Their youthful brains were developing normally, with no signs of developmental, psychological or neurological problems. None had ever had a concussion. But by the end of a single football season, 24 children between the ages of 9 and 18 who had more frequent impacts to the head showed signs of damage to brain development, new research says.
"Repetitive head impact exposure may have a cumulative effect in the rapidly developing brains of youth and high school football players," said study co-author Gowtham Krishnan Murugesan, a radiology research assistant at UT Southwestern Medical Center in Dallas, adding that the results mirror other recent findings.
The study outfitted 60 youth and high school football players who had no history of head trauma or developmental issues with a head impact telemetry system that measures the magnitude, location and direction of impacts to the head. The researchers were not looking at whether the impact resulted in a concussion, only that impact occurred.
The children were sorted into two categories: high cumulative head impact players (24) and low cumulative head impact players (36).
Before beginning to play, each child had a resting state functional scan, known as an fMRI; the scans were repeated at the end of football season. The researchers were trying to see how exposure to repetitive hits affects the normal "pruning" process in the brain that occurs during adolescence.

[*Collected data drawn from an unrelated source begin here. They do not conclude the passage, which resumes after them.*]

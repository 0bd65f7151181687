//! Keyword definitions and vendor extensions.
//!
//! Every keyword in an assembled vocabulary is either *standard* (its
//! semantics come from the base dialect engine) or an *extension*: a pair
//! of pure functions, one checking the keyword's schema value at compile
//! time and one applying it to an instance. The mapping from keyword name
//! to function is explicit and resolved once at compile time.
//!
//! The three vendor extensions measure what the standard dialect cannot:
//!
//! - `maxUniqueItems` — array size after deduplication by deep equality,
//! - `maxUtf8ByteLength` / `minUtf8ByteLength` — string length in UTF-8
//!   encoded bytes, not characters.

use std::collections::BTreeSet;

use serde_json::Value;

/// Checks the keyword's schema value when a schema is compiled.
pub type SchemaCheckFn = fn(&Value) -> Result<(), String>;

/// Applies the keyword to an instance. Arguments are the keyword's schema
/// value and the instance node; an `Err` carries the violation message.
pub type ApplyFn = fn(&Value, &Value) -> Result<(), String>;

/// The two halves of an extension keyword.
#[derive(Debug, Clone, Copy)]
pub struct ExtensionSpec {
    /// Compile-time shape check of the keyword's schema value.
    pub check_schema: SchemaCheckFn,
    /// Instance-level validation rule.
    pub apply: ApplyFn,
}

/// How a keyword's semantics are supplied.
#[derive(Debug, Clone, Copy)]
pub enum KeywordKind {
    /// Implemented by the base dialect engine.
    Standard,
    /// Vendor extension with explicit validation functions.
    Extension(ExtensionSpec),
}

/// A named validation rule. Identity is the name: two definitions with
/// the same name occupy the same slot in a vocabulary, and the later one
/// wins.
#[derive(Debug, Clone)]
pub struct KeywordDefinition {
    name: String,
    kind: KeywordKind,
}

impl KeywordDefinition {
    /// A keyword whose semantics the base dialect engine provides.
    pub fn standard(name: impl Into<String>) -> Self {
        Self {
            name: name.into(),
            kind: KeywordKind::Standard,
        }
    }

    /// An extension keyword with explicit validation functions.
    pub fn extension(name: impl Into<String>, spec: ExtensionSpec) -> Self {
        Self {
            name: name.into(),
            kind: KeywordKind::Extension(spec),
        }
    }

    /// The keyword's name.
    pub fn name(&self) -> &str {
        &self.name
    }

    /// How this keyword is implemented.
    pub fn kind(&self) -> KeywordKind {
        self.kind
    }

    /// The extension spec, if this is an extension keyword.
    pub fn as_extension(&self) -> Option<ExtensionSpec> {
        match self.kind {
            KeywordKind::Extension(spec) => Some(spec),
            KeywordKind::Standard => None,
        }
    }
}

/// Keyword name for the unique-item count bound.
pub const MAX_UNIQUE_ITEMS: &str = "maxUniqueItems";
/// Keyword name for the UTF-8 byte-length upper bound.
pub const MAX_UTF8_BYTE_LENGTH: &str = "maxUtf8ByteLength";
/// Keyword name for the UTF-8 byte-length lower bound.
pub const MIN_UTF8_BYTE_LENGTH: &str = "minUtf8ByteLength";

fn check_non_negative_integer(value: &Value) -> Result<(), String> {
    if value.as_u64().is_some() {
        Ok(())
    } else {
        Err("must be a non-negative integer".to_string())
    }
}

fn apply_max_unique_items(bound: &Value, instance: &Value) -> Result<(), String> {
    let (Some(bound), Some(items)) = (bound.as_u64(), instance.as_array()) else {
        return Ok(());
    };
    let mut unique: Vec<&Value> = Vec::with_capacity(items.len());
    for item in items {
        if !unique.contains(&item) {
            unique.push(item);
        }
    }
    if unique.len() as u64 > bound {
        Err(format!(
            "array has {} unique items, maximum is {bound}",
            unique.len()
        ))
    } else {
        Ok(())
    }
}

fn apply_max_utf8_byte_length(bound: &Value, instance: &Value) -> Result<(), String> {
    let (Some(bound), Some(s)) = (bound.as_u64(), instance.as_str()) else {
        return Ok(());
    };
    let len = s.len() as u64;
    if len > bound {
        Err(format!("string is {len} UTF-8 bytes, maximum is {bound}"))
    } else {
        Ok(())
    }
}

fn apply_min_utf8_byte_length(bound: &Value, instance: &Value) -> Result<(), String> {
    let (Some(bound), Some(s)) = (bound.as_u64(), instance.as_str()) else {
        return Ok(());
    };
    let len = s.len() as u64;
    if len < bound {
        Err(format!("string is {len} UTF-8 bytes, minimum is {bound}"))
    } else {
        Ok(())
    }
}

/// The `maxUniqueItems` extension: bounds the number of array items left
/// after deduplication by deep equality.
pub fn max_unique_items() -> KeywordDefinition {
    KeywordDefinition::extension(
        MAX_UNIQUE_ITEMS,
        ExtensionSpec {
            check_schema: check_non_negative_integer,
            apply: apply_max_unique_items,
        },
    )
}

/// The `maxUtf8ByteLength` extension: bounds a string's UTF-8 encoded
/// byte length from above.
pub fn max_utf8_byte_length() -> KeywordDefinition {
    KeywordDefinition::extension(
        MAX_UTF8_BYTE_LENGTH,
        ExtensionSpec {
            check_schema: check_non_negative_integer,
            apply: apply_max_utf8_byte_length,
        },
    )
}

/// The `minUtf8ByteLength` extension: bounds a string's UTF-8 encoded
/// byte length from below.
pub fn min_utf8_byte_length() -> KeywordDefinition {
    KeywordDefinition::extension(
        MIN_UTF8_BYTE_LENGTH,
        ExtensionSpec {
            check_schema: check_non_negative_integer,
            apply: apply_min_utf8_byte_length,
        },
    )
}

/// The vendor's extension keywords, in declaration order.
pub fn vendor_extensions() -> Vec<KeywordDefinition> {
    vec![
        max_unique_items(),
        max_utf8_byte_length(),
        min_utf8_byte_length(),
    ]
}

/// The vendor keywords that are informational only and carry no
/// validation semantics. Callers may extend or replace this set; it is
/// a default, not a constant of the assembly algorithm.
pub fn default_excluded_keywords() -> BTreeSet<String> {
    ["editable", "enumNames"]
        .into_iter()
        .map(String::from)
        .collect()
}

#[cfg(test)]
mod tests {
    use super::*;
    use serde_json::json;

    #[test]
    fn utf8_byte_length_counts_bytes_not_chars() {
        // "café" is four characters but five bytes in UTF-8.
        let bound = json!(4);
        let err = apply_max_utf8_byte_length(&bound, &json!("café")).unwrap_err();
        assert!(err.contains("5 UTF-8 bytes"), "got: {err}");

        apply_max_utf8_byte_length(&bound, &json!("caf")).unwrap();
        // Exactly at the bound passes.
        apply_max_utf8_byte_length(&json!(5), &json!("café")).unwrap();
    }

    #[test]
    fn min_utf8_byte_length_rejects_short_strings() {
        let bound = json!(1);
        assert!(apply_min_utf8_byte_length(&bound, &json!("")).is_err());
        apply_min_utf8_byte_length(&bound, &json!("é")).unwrap();
    }

    #[test]
    fn max_unique_items_dedupes_by_deep_equality() {
        let instance = json!(["a", "a", "b"]);
        assert!(apply_max_unique_items(&json!(1), &instance).is_err());
        apply_max_unique_items(&json!(2), &instance).unwrap();

        // Structurally equal objects count once.
        let nested = json!([{"k": [1, 2]}, {"k": [1, 2]}, {"k": [2, 1]}]);
        apply_max_unique_items(&json!(2), &nested).unwrap();
        assert!(apply_max_unique_items(&json!(1), &nested).is_err());
    }

    #[test]
    fn non_applicable_instance_types_pass() {
        apply_max_utf8_byte_length(&json!(1), &json!(42)).unwrap();
        apply_min_utf8_byte_length(&json!(10), &json!([])).unwrap();
        apply_max_unique_items(&json!(0), &json!("not an array")).unwrap();
    }

    #[test]
    fn keyword_values_must_be_non_negative_integers() {
        check_non_negative_integer(&json!(0)).unwrap();
        check_non_negative_integer(&json!(250)).unwrap();
        assert!(check_non_negative_integer(&json!(-1)).is_err());
        assert!(check_non_negative_integer(&json!(2.5)).is_err());
        assert!(check_non_negative_integer(&json!("5")).is_err());
    }

    #[test]
    fn vendor_extensions_are_declared_in_order() {
        let defs = vendor_extensions();
        let names: Vec<&str> = defs.iter().map(|d| d.name()).collect();
        assert_eq!(
            names,
            vec![MAX_UNIQUE_ITEMS, MAX_UTF8_BYTE_LENGTH, MIN_UTF8_BYTE_LENGTH]
        );
        assert!(defs.iter().all(|d| d.as_extension().is_some()));
    }
}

"Pruning is an essential part of brain development," Murugesan said, comparing the process to how a tree needs to have dead or unneeded branches cut to keep it healthy and allow it to grow.

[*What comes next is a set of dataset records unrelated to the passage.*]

//! # Validate Subcommand
//!
//! Offline payload validation: compiles a product-type schema against a
//! vendor meta-schema from local files and validates a payload, without
//! touching the network.

use std::collections::BTreeSet;
use std::path::{Path, PathBuf};

use anyhow::Context;
use clap::Args;

use lst_schema::{
    default_excluded_keywords, vendor_extensions, MetaSchemaSpec, SchemaDocument,
};

use crate::report::render_violations;

/// Arguments for the validate subcommand.
#[derive(Args, Debug)]
pub struct ValidateArgs {
    /// Path to the vendor meta-schema document.
    #[arg(long)]
    pub meta_schema: PathBuf,

    /// Path to the product-type schema document.
    #[arg(long)]
    pub schema: PathBuf,

    /// Path to the listing payload JSON.
    #[arg(long)]
    pub payload: PathBuf,

    /// Keyword to treat as annotation-only (repeatable). Defaults to
    /// the vendor's informational keywords when not given.
    #[arg(long = "exclude-keyword")]
    pub exclude_keywords: Vec<String>,

    /// Base dialect the vocabulary is assembled from.
    #[arg(long, default_value = "https://json-schema.org/draft/2019-09/schema")]
    pub dialect: String,
}

/// Execute offline validation.
pub fn run(args: ValidateArgs) -> anyhow::Result<()> {
    let meta_doc = load_document(&args.meta_schema)?;
    let schema_doc = load_document(&args.schema)?;

    let excluded: BTreeSet<String> = if args.exclude_keywords.is_empty() {
        default_excluded_keywords()
    } else {
        args.exclude_keywords.iter().cloned().collect()
    };

    let spec = MetaSchemaSpec::assemble(&args.dialect, excluded, vendor_extensions(), meta_doc)?;
    let validator = spec.compile(&schema_doc)?;

    let payload_text = std::fs::read_to_string(&args.payload)
        .with_context(|| format!("reading payload from {}", args.payload.display()))?;
    let violations = validator.validate_text(&payload_text)?;

    if violations.is_empty() {
        println!(
            "Payload satisfies {} under meta-schema {}",
            validator.schema_name(),
            spec.id()
        );
        Ok(())
    } else {
        print!("{}", render_violations(violations.violations()));
        anyhow::bail!("{} violation(s) found", violations.len())
    }
}

fn load_document(path: &Path) -> anyhow::Result<SchemaDocument> {
    let name = path
        .file_name()
        .and_then(|n| n.to_str())
        .unwrap_or("schema")
        .to_string();
    let raw = std::fs::read_to_string(path)
        .with_context(|| format!("reading schema document {}", path.display()))?;
    Ok(SchemaDocument::parse(name, raw)?)
}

"Disruption in normal pruning has been shown to be related to weaker connections between different parts of the brain," he said.
After comparing the functional MRI results to the player's level of impact, the researchers found that youth in the high-impact group had damage to their brains' pruning process after one season.

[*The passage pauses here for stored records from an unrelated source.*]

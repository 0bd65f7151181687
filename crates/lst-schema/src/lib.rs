//! # lst-schema — Meta-Schema Assembly & Payload Validation
//!
//! The vendor's product-type schemas are written against a customized
//! JSON Schema dialect: a standard draft with a handful of keywords that
//! carry no validation semantics, plus vendor extensions that measure
//! string lengths in UTF-8 bytes and array sizes after deduplication.
//! This crate assembles that vocabulary at runtime and compiles payload
//! schemas into reusable validators.
//!
//! ## Assembly Model
//!
//! A [`MetaSchemaSpec`] is built from three layers, merged with explicit
//! precedence (never inheritance):
//!
//! 1. the full keyword table of a supported base [`Dialect`],
//! 2. minus an excluded-name set (annotation-only vendor keywords),
//! 3. plus an ordered list of extension [`KeywordDefinition`]s, which
//!    override base keywords on name collision.
//!
//! The vendor meta-schema document itself forms the second dialect layer:
//! payload schemas are checked against it structurally before they are
//! compiled under the assembled vocabulary.
//!
//! ## Validation Contract
//!
//! [`PayloadValidator::validate`] is a pure function of its inputs. It
//! collects every violation in one pass rather than stopping at the
//! first, and an empty result means the instance satisfies every keyword
//! in the vocabulary, extensions included. Compiled specs and validators
//! hold no mutable state and may be shared across threads.

pub mod dialect;
pub mod document;
pub mod error;
pub mod keyword;
pub mod validate;

pub use dialect::Dialect;
pub use document::SchemaDocument;
pub use error::SchemaError;
pub use keyword::{
    default_excluded_keywords, max_unique_items, max_utf8_byte_length, min_utf8_byte_length,
    vendor_extensions, ExtensionSpec, KeywordDefinition, KeywordKind,
};
pub use validate::{MetaSchemaSpec, PayloadValidator, ValidationViolations, Violation};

"Our study has found a significant decrease in gray matter pruning in the frontal default mode network, which is involved in higher cognitive functions, such as the planning and controlling of social behaviors, " Murugesan said.
Although the "teenage years are a critical time for brain development, brain remodeling or synaptic pruning, this was a short-term study and did not follow the players longitudinally over several years. We don't really know the full application," said Dr. Julian Bailes, director of neurosurgery and co-director of the NorthShore University HealthSystem Neurological Institute, who was not involved in the research.
Weill Cornell neurologist Dr. Richard Isaacson, who was also not involved in the study, called the research "early" and said the results don't necessarily "translate to a clinical or cognitive outcome." More research is needed to see whether the decline in brain pruning permanently affected the child's cognitive function or whether the brain's natural plasticity allowed it to repair itself.
"I would call this a pilot study," Isaacson said. "The call to action would be that we need more robust longitudinal studies with a pre- and a post-assessment of more than brain imaging. The study should also measure cognitive and neurological function and look for changes."
As we learn more about the issue, Isaacson said, parents should do everything they can to limit contact in sports, "especially in practice before games, where studies show the majority of contact occurs."
Bailes pointed out that caution should be used in all sports, not just football.
"It's soccer; it's ice hockey; it's wrestling," he said. "It's any sport that has the potential for collision and head impact."